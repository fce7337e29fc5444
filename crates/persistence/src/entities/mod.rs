//! Database entity definitions.
//!
//! Entities are direct mappings to database rows.

pub mod api_key;
pub mod system_setting;

pub use api_key::ApiKeyEntity;
pub use system_setting::SystemSettingEntity;
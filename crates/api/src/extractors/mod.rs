//! Request authentication helpers.

pub mod api_key;

pub use api_key::{ApiKeyAuth, API_KEY_HEADER};
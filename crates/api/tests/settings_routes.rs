//! HTTP tests for the public settings and hotel endpoints.
//!
//! Run against the in-memory settings backend; no database required.

mod common;

use axum::http::{Method, StatusCode};
use common::{get_request, in_memory_app, parse_response_body, request_with_api_key};
use domain::models::{NewSetting, SettingType, SettingValue};
use fake::{faker::company::en::CompanyName, Fake};
use serde_json::json;
use tower::ServiceExt;

#[tokio::test]
async fn test_hotel_info_defaults_on_empty_store() {
    let app = in_memory_app();

    let response = app
        .router
        .oneshot(get_request("/api/v1/hotel/info"))
        .await
        .unwrap();
    assert_eq!(response.status(), StatusCode::OK);

    let body = parse_response_body(response).await;
    assert_eq!(body["name"], "Orlando International Resorts");
    assert_eq!(body["phone"], "+254 742 824 006");
}

#[tokio::test]
async fn test_hotel_info_reflects_stored_name() {
    let app = in_memory_app();
    let name: String = CompanyName().fake();
    app.store
        .set(NewSetting::new("hotel_name", name.clone()).in_category("hotel"))
        .await
        .unwrap();

    let body = parse_response_body(
        app.router
            .oneshot(get_request("/api/v1/hotel/info"))
            .await
            .unwrap(),
    )
    .await;
    assert_eq!(body["name"], name);
}

#[tokio::test]
async fn test_contact_links() {
    let app = in_memory_app();
    app.store
        .set(NewSetting::new("hotel_phone", "+254 742 824 006").in_category("hotel"))
        .await
        .unwrap();
    app.store
        .set(NewSetting::new("hotel_email", "stay@example.com").in_category("hotel"))
        .await
        .unwrap();

    let body = parse_response_body(
        app.router
            .oneshot(get_request("/api/v1/hotel/contact"))
            .await
            .unwrap(),
    )
    .await;
    assert_eq!(body["phone_link"], "tel:+254742824006");
    assert_eq!(body["email_link"], "mailto:stay@example.com");
    assert_eq!(body["whatsapp_link"], "https://wa.me/254742824006");
}

#[tokio::test]
async fn test_business_config_coerces_numbers() {
    let app = in_memory_app();
    app.store
        .set(
            NewSetting::new("service_charge", "12.5")
                .with_type(SettingType::Number)
                .in_category("business"),
        )
        .await
        .unwrap();

    let body = parse_response_body(
        app.router
            .oneshot(get_request("/api/v1/hotel/business"))
            .await
            .unwrap(),
    )
    .await;
    assert_eq!(body["service_charge"], 12.5);
    assert_eq!(body["tax_rate"], 16.0);
    assert_eq!(body["payment_methods"], json!(["M-Pesa", "Cash", "Card"]));
}

#[tokio::test]
async fn test_public_settings_hide_private_values() {
    let app = in_memory_app();
    app.store.initialize_defaults().await.unwrap();
    app.store
        .set(NewSetting::new("mpesa_passkey", "secret").in_category("system"))
        .await
        .unwrap();

    let response = app
        .router
        .oneshot(get_request("/api/v1/settings/public"))
        .await
        .unwrap();
    assert_eq!(response.status(), StatusCode::OK);

    let body = parse_response_body(response).await;
    assert_eq!(body["hotel_name"], "Orlando International Resorts");
    assert_eq!(body["maintenance_mode"], false);
    assert_eq!(body["tax_rate"], 16.0);
    assert!(body.get("mpesa_passkey").is_none());
    assert!(body.get("mpesa_shortcode").is_none());
}

#[tokio::test]
async fn test_public_settings_empty_when_storage_down() {
    let app = in_memory_app();
    app.store.initialize_defaults().await.unwrap();
    app.backend.set_unavailable(true);

    let response = app
        .router
        .oneshot(get_request("/api/v1/settings/public"))
        .await
        .unwrap();
    assert_eq!(response.status(), StatusCode::OK);
    assert_eq!(parse_response_body(response).await, json!({}));
}

#[tokio::test]
async fn test_security_and_request_id_headers() {
    let app = in_memory_app();

    let response = app
        .router
        .oneshot(get_request("/api/health/live"))
        .await
        .unwrap();
    assert_eq!(response.status(), StatusCode::OK);

    let headers = response.headers();
    assert_eq!(headers["x-content-type-options"], "nosniff");
    assert_eq!(headers["x-frame-options"], "DENY");
    assert!(headers.contains_key("strict-transport-security"));
    assert!(headers.contains_key("x-request-id"));
}

#[tokio::test]
async fn test_request_id_is_echoed() {
    let app = in_memory_app();
    let request = axum::http::Request::builder()
        .uri("/api/health/live")
        .header("X-Request-ID", "front-desk-42")
        .body(axum::body::Body::empty())
        .unwrap();

    let response = app.router.oneshot(request).await.unwrap();
    assert_eq!(response.headers()["x-request-id"], "front-desk-42");
}

#[tokio::test]
async fn test_admin_routes_require_api_key() {
    let app = in_memory_app();

    let response = app
        .router
        .clone()
        .oneshot(get_request("/api/v1/admin/settings"))
        .await
        .unwrap();
    assert_eq!(response.status(), StatusCode::UNAUTHORIZED);
    let body = parse_response_body(response).await;
    assert_eq!(body["error"], "unauthorized");

    let response = app
        .router
        .oneshot(request_with_api_key(
            Method::PUT,
            "/api/v1/admin/settings/hotel_name",
            "not-a-key",
            Some(json!({ "value": "Hijacked" })),
        ))
        .await
        .unwrap();
    assert_eq!(response.status(), StatusCode::UNAUTHORIZED);
    assert!(app.backend.row("hotel_name").is_none());
}

#[tokio::test]
async fn test_unknown_route_is_not_found() {
    let app = in_memory_app();
    let response = app
        .router
        .oneshot(get_request("/api/v1/hotel/rooms"))
        .await
        .unwrap();
    assert_eq!(response.status(), StatusCode::NOT_FOUND);
}

#[tokio::test]
async fn test_health_reports_unreachable_database() {
    let app = in_memory_app();
    app.store
        .set(NewSetting::new("hotel_name", "Grand").in_category("hotel"))
        .await
        .unwrap();
    app.store.get("hotel_name", SettingValue::Null).await;

    let response = app.router.oneshot(get_request("/api/health")).await.unwrap();
    assert_eq!(response.status(), StatusCode::SERVICE_UNAVAILABLE);

    let body = parse_response_body(response).await;
    assert_eq!(body["status"], "unhealthy");
    assert_eq!(body["database"]["connected"], false);
    assert_eq!(body["settings_cache"]["entries"], 1);
}
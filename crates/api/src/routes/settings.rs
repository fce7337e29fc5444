//! Public settings endpoint.

use std::collections::BTreeMap;

use axum::{extract::State, Json};
use domain::models::SettingValue;

use crate::app::AppState;

/// `GET /api/v1/settings/public`
///
/// Settings flagged public, as a flat key to coerced value map. Storage
/// failures yield an empty map rather than an error.
pub async fn get_public_settings(
    State(state): State<AppState>,
) -> Json<BTreeMap<String, SettingValue>> {
    Json(state.settings.get_public_settings().await)
}
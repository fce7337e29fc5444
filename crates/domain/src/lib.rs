//! Domain layer for the hotel settings backend.
//!
//! This crate contains:
//! - Domain models (Setting, SettingType, hotel views)
//! - The settings store with its read cache and backend seam
//! - Domain error types

pub mod models;
pub mod services;
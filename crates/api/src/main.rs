use anyhow::{Context, Result};
use tracing::{info, warn};

use hotel_settings_api::{app, config, middleware};

#[tokio::main]
async fn main() -> Result<()> {
    dotenvy::dotenv().ok();

    let config = config::Config::load().context("Failed to load configuration")?;

    middleware::logging::init_logging(&config.logging)
        .context("Failed to initialize logging")?;
    middleware::init_metrics().context("Failed to install metrics recorder")?;

    info!("Starting hotel settings API v{}", env!("CARGO_PKG_VERSION"));

    let pool = persistence::db::create_pool(&config.database.pool_config())
        .await
        .context("Failed to connect to database")?;

    info!("Running database migrations...");
    persistence::db::run_migrations(&pool)
        .await
        .context("Failed to run migrations")?;
    info!("Migrations completed");

    let settings = app::postgres_settings_store(&pool);
    if config.settings.seed_defaults {
        match settings.initialize_defaults().await {
            Ok(inserted) => info!(inserted = inserted, "Default settings seeded"),
            Err(e) => warn!(error = %e, "Failed to seed default settings"),
        }
    }

    let addr = config.socket_addr().context("Invalid server address")?;
    let app = app::create_app_with_store(config, pool, settings);

    info!("Server listening on {}", addr);
    let listener = tokio::net::TcpListener::bind(addr).await?;
    axum::serve(listener, app)
        .with_graceful_shutdown(shutdown_signal())
        .await?;

    info!("Server stopped");
    Ok(())
}

async fn shutdown_signal() {
    if let Err(e) = tokio::signal::ctrl_c().await {
        warn!("Failed to listen for shutdown signal: {}", e);
    }
}
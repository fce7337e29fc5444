//! Common validation utilities.

use validator::ValidationError;

/// Maximum length of a setting key (matches the column definition used by migrations).
pub const MAX_SETTING_KEY_LENGTH: usize = 100;

/// Maximum length of a category label.
pub const MAX_CATEGORY_LENGTH: usize = 50;

lazy_static::lazy_static! {
    /// Setting keys are snake_case identifiers starting with a letter.
    pub static ref SETTING_KEY_REGEX: regex::Regex =
        regex::Regex::new(r"^[a-z][a-z0-9_]*$").unwrap();
}

/// Validates a setting key: snake_case, starts with a letter, at most 100 characters.
pub fn validate_setting_key(key: &str) -> Result<(), ValidationError> {
    if key.is_empty() || key.len() > MAX_SETTING_KEY_LENGTH {
        let mut err = ValidationError::new("setting_key_length");
        err.message = Some("Setting key must be between 1 and 100 characters".into());
        return Err(err);
    }

    if !SETTING_KEY_REGEX.is_match(key) {
        let mut err = ValidationError::new("setting_key_format");
        err.message = Some(
            "Setting key must start with a lowercase letter and contain only lowercase letters, digits, and underscores"
                .into(),
        );
        return Err(err);
    }

    Ok(())
}

/// Validates a category label: same alphabet as keys, at most 50 characters.
pub fn validate_category(category: &str) -> Result<(), ValidationError> {
    if category.is_empty() || category.len() > MAX_CATEGORY_LENGTH {
        let mut err = ValidationError::new("category_length");
        err.message = Some("Category must be between 1 and 50 characters".into());
        return Err(err);
    }

    if !SETTING_KEY_REGEX.is_match(category) {
        let mut err = ValidationError::new("category_format");
        err.message = Some(
            "Category must start with a lowercase letter and contain only lowercase letters, digits, and underscores"
                .into(),
        );
        return Err(err);
    }

    Ok(())
}
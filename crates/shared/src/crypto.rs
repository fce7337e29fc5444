//! Cryptographic utilities for API key hashing.

use sha2::{Digest, Sha256};

/// Prefix carried by every issued API key.
pub const API_KEY_PREFIX: &str = "hs_";

/// Number of characters after the prefix kept as the public key identifier.
const KEY_ID_LEN: usize = 8;

/// Computes SHA-256 hash of the input and returns it as a hex string.
pub fn sha256_hex(input: &str) -> String {
    let mut hasher = Sha256::new();
    hasher.update(input.as_bytes());
    hex::encode(hasher.finalize())
}

/// Returns true if the key has the `hs_` prefix and enough characters to be a real key.
pub fn is_well_formed_api_key(key: &str) -> bool {
    key.starts_with(API_KEY_PREFIX) && key.len() >= API_KEY_PREFIX.len() + KEY_ID_LEN
}

/// Extracts the identifying prefix from an API key (first 8 characters after "hs_").
pub fn extract_key_prefix(key: &str) -> Option<&str> {
    if is_well_formed_api_key(key) {
        key.get(API_KEY_PREFIX.len()..API_KEY_PREFIX.len() + KEY_ID_LEN)
    } else {
        None
    }
}

#[cfg(test)]
mod tests {
    use super::*;

    #[test]
    fn test_sha256_hex() {
        let hash = sha256_hex("test");
        assert_eq!(hash.len(), 64);
        assert_eq!(
            hash,
            "9f86d081884c7d659a2feaa0c55ad015a3bf4f1b2b0b822cd15d6c15b0f00a08"
        );
    }

    #[test]
    fn test_sha256_hex_empty_string() {
        assert_eq!(
            sha256_hex(""),
            "e3b0c44298fc1c149afbf4c8996fb92427ae41e4649b934ca495991b7852b855"
        );
    }

    #[test]
    fn test_sha256_hex_deterministic() {
        assert_eq!(sha256_hex("same_input"), sha256_hex("same_input"));
        assert_ne!(sha256_hex("input1"), sha256_hex("input2"));
    }

    #[test]
    fn test_is_well_formed_api_key() {
        assert!(is_well_formed_api_key("hs_12345678"));
        assert!(is_well_formed_api_key("hs_abcdefgh12345"));
        assert!(!is_well_formed_api_key("hs_1234567"));
        assert!(!is_well_formed_api_key("sk_abcdefgh12345"));
        assert!(!is_well_formed_api_key(""));
    }

    #[test]
    fn test_extract_key_prefix() {
        assert_eq!(extract_key_prefix("hs_abcdefgh12345"), Some("abcdefgh"));
        assert_eq!(extract_key_prefix("hs_12345678"), Some("12345678"));
        assert_eq!(extract_key_prefix("hs_short"), None);
        assert_eq!(extract_key_prefix("HS_abcdefgh12345"), None);
    }

    #[test]
    fn test_extract_key_prefix_multibyte_does_not_panic() {
        // Byte length passes the check but index 11 falls inside a char.
        assert_eq!(extract_key_prefix("hs_abcdefgé"), None);
    }
}
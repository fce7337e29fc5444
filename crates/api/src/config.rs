use serde::Deserialize;
use std::net::{AddrParseError, SocketAddr};

#[derive(Debug, Clone, Deserialize)]
pub struct Config {
    pub server: ServerConfig,
    pub database: DatabaseConfig,
    pub logging: LoggingConfig,
    #[serde(default)]
    pub security: SecurityConfig,
    #[serde(default)]
    pub settings: SettingsConfig,
}

#[derive(Debug, Clone, Deserialize)]
pub struct ServerConfig {
    #[serde(default = "default_host")]
    pub host: String,

    #[serde(default = "default_port")]
    pub port: u16,

    #[serde(default = "default_request_timeout")]
    pub request_timeout_secs: u64,

    #[serde(default = "default_max_body_size")]
    pub max_body_size: usize,
}

#[derive(Debug, Clone, Deserialize)]
pub struct DatabaseConfig {
    pub url: String,

    #[serde(default = "default_max_connections")]
    pub max_connections: u32,

    #[serde(default = "default_min_connections")]
    pub min_connections: u32,

    #[serde(default = "default_connect_timeout")]
    pub connect_timeout_secs: u64,

    #[serde(default = "default_idle_timeout")]
    pub idle_timeout_secs: u64,
}

impl DatabaseConfig {
    /// Pool settings in the shape the persistence layer expects.
    pub fn pool_config(&self) -> persistence::db::DatabaseConfig {
        persistence::db::DatabaseConfig {
            url: self.url.clone(),
            max_connections: self.max_connections,
            min_connections: self.min_connections,
            connect_timeout_secs: self.connect_timeout_secs,
            idle_timeout_secs: self.idle_timeout_secs,
        }
    }
}

#[derive(Debug, Clone, Deserialize)]
pub struct LoggingConfig {
    #[serde(default = "default_log_level")]
    pub level: String,

    /// `json` or `pretty`
    #[serde(default = "default_log_format")]
    pub format: String,
}

#[derive(Debug, Clone, Default, Deserialize)]
pub struct SecurityConfig {
    /// Allowed CORS origins. Empty allows any origin.
    #[serde(default)]
    pub cors_origins: Vec<String>,

    /// Send Strict-Transport-Security. Only enable behind TLS termination.
    #[serde(default)]
    pub hsts_enabled: bool,
}

#[derive(Debug, Clone, Deserialize)]
pub struct SettingsConfig {
    /// Insert the default catalogue for missing keys on startup.
    #[serde(default = "default_seed_defaults")]
    pub seed_defaults: bool,
}

impl Default for SettingsConfig {
    fn default() -> Self {
        Self {
            seed_defaults: default_seed_defaults(),
        }
    }
}

fn default_host() -> String {
    "0.0.0.0".to_string()
}
fn default_port() -> u16 {
    8080
}
fn default_request_timeout() -> u64 {
    30
}
fn default_max_body_size() -> usize {
    1_048_576
}
fn default_max_connections() -> u32 {
    10
}
fn default_min_connections() -> u32 {
    2
}
fn default_connect_timeout() -> u64 {
    10
}
fn default_idle_timeout() -> u64 {
    600
}
fn default_log_level() -> String {
    "info".to_string()
}
fn default_log_format() -> String {
    "json".to_string()
}
fn default_seed_defaults() -> bool {
    true
}

/// Configuration validation error
#[derive(Debug, thiserror::Error)]
pub enum ConfigValidationError {
    #[error("Missing required configuration: {0}")]
    MissingRequired(String),

    #[error("Invalid configuration value: {0}")]
    InvalidValue(String),
}

impl Config {
    /// Load configuration from files and environment variables.
    ///
    /// Loading order (later sources override earlier):
    /// 1. config/default.toml - base configuration with defaults
    /// 2. config/local.toml - local overrides (optional, not in git)
    /// 3. Environment variables with HS__ prefix
    pub fn load() -> Result<Self, config::ConfigError> {
        let config = config::Config::builder()
            .add_source(config::File::with_name("config/default"))
            .add_source(config::File::with_name("config/local").required(false))
            .add_source(
                config::Environment::with_prefix("HS")
                    .separator("__")
                    .list_separator(",")
                    .with_list_parse_key("security.cors_origins")
                    .try_parsing(true),
            )
            .build()?;

        let cfg: Self = config.try_deserialize()?;
        cfg.validate()
            .map_err(|e| config::ConfigError::Message(e.to_string()))?;
        Ok(cfg)
    }

    /// Builds a config from embedded defaults plus overrides, without files.
    #[cfg(test)]
    pub fn load_for_test(overrides: &[(&str, &str)]) -> Result<Self, config::ConfigError> {
        let defaults = r#"
            [server]
            host = "0.0.0.0"
            port = 8080
            request_timeout_secs = 30
            max_body_size = 1048576

            [database]
            url = ""
            max_connections = 10
            min_connections = 2
            connect_timeout_secs = 10
            idle_timeout_secs = 600

            [logging]
            level = "info"
            format = "json"
        "#;

        let mut builder = config::Config::builder()
            .add_source(config::File::from_str(defaults, config::FileFormat::Toml));

        for (key, value) in overrides {
            builder = builder.set_override(*key, *value)?;
        }

        builder.build()?.try_deserialize()
    }

    fn validate(&self) -> Result<(), ConfigValidationError> {
        if self.database.url.is_empty() {
            return Err(ConfigValidationError::MissingRequired(
                "HS__DATABASE__URL environment variable must be set".to_string(),
            ));
        }

        if self.server.port == 0 {
            return Err(ConfigValidationError::InvalidValue(
                "Server port cannot be 0".to_string(),
            ));
        }

        if self.database.min_connections > self.database.max_connections {
            return Err(ConfigValidationError::InvalidValue(
                "min_connections cannot exceed max_connections".to_string(),
            ));
        }

        Ok(())
    }

    pub fn socket_addr(&self) -> Result<SocketAddr, AddrParseError> {
        format!("{}:{}", self.server.host, self.server.port).parse()
    }
}
//! Guest-facing hotel views derived from settings.
//!
//! Each view is always complete: missing settings fall back to built-in
//! defaults, so these endpoints never fail.

use axum::{extract::State, Json};
use domain::models::{BusinessConfig, ContactDisplay, HotelInfo};

use crate::app::AppState;

/// `GET /api/v1/hotel/info`
pub async fn get_hotel_info(State(state): State<AppState>) -> Json<HotelInfo> {
    Json(state.settings.get_hotel_info().await)
}

/// `GET /api/v1/hotel/business`
pub async fn get_business_config(State(state): State<AppState>) -> Json<BusinessConfig> {
    Json(state.settings.get_business_config().await)
}

/// `GET /api/v1/hotel/contact`
pub async fn get_contact_display(State(state): State<AppState>) -> Json<ContactDisplay> {
    Json(state.settings.get_contact_display().await)
}
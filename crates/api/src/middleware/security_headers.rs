//! Security headers middleware.

use axum::{
    body::Body,
    extract::State,
    http::{header, HeaderMap, HeaderValue, Request},
    middleware::Next,
    response::Response,
};

use crate::app::AppState;

const HSTS_VALUE: &str = "max-age=31536000; includeSubDomains";

/// Adds `nosniff`, `DENY` framing and legacy XSS headers to every response,
/// plus HSTS when `security.hsts_enabled` is set.
pub async fn security_headers_middleware(
    State(state): State<AppState>,
    req: Request<Body>,
    next: Next,
) -> Response {
    let mut response = next.run(req).await;
    apply_security_headers(response.headers_mut(), state.config.security.hsts_enabled);
    response
}

fn apply_security_headers(headers: &mut HeaderMap, hsts_enabled: bool) {
    headers.insert(
        header::X_CONTENT_TYPE_OPTIONS,
        HeaderValue::from_static("nosniff"),
    );
    headers.insert(header::X_FRAME_OPTIONS, HeaderValue::from_static("DENY"));
    headers.insert(
        header::X_XSS_PROTECTION,
        HeaderValue::from_static("1; mode=block"),
    );

    if hsts_enabled {
        headers.insert(
            header::STRICT_TRANSPORT_SECURITY,
            HeaderValue::from_static(HSTS_VALUE),
        );
    }
}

::::::::::

- [Activity]: After locating the line that contains "no database required.", please copy exactly every line from the start of the records through it, and nothing else.

- [Your solution]:
repository fce7337e29fc5444
filename crates/persistence/src/entities/mod.rs
//! Database entity definitions.
//!
//! Entities are direct mappings to database rows.

pub mod api_key;
pub mod system_setting;

pub use api_key::ApiKeyEntity;
pub use system_setting::SystemSettingEntity;
filename crates/api/src/extractors/mod.rs
//! Request authentication helpers.

pub mod api_key;

pub use api_key::{ApiKeyAuth, API_KEY_HEADER};
filename crates/api/tests/settings_routes.rs
//! HTTP tests for the public settings and hotel endpoints.
//!
//! Run against the in-memory settings backend; no database required.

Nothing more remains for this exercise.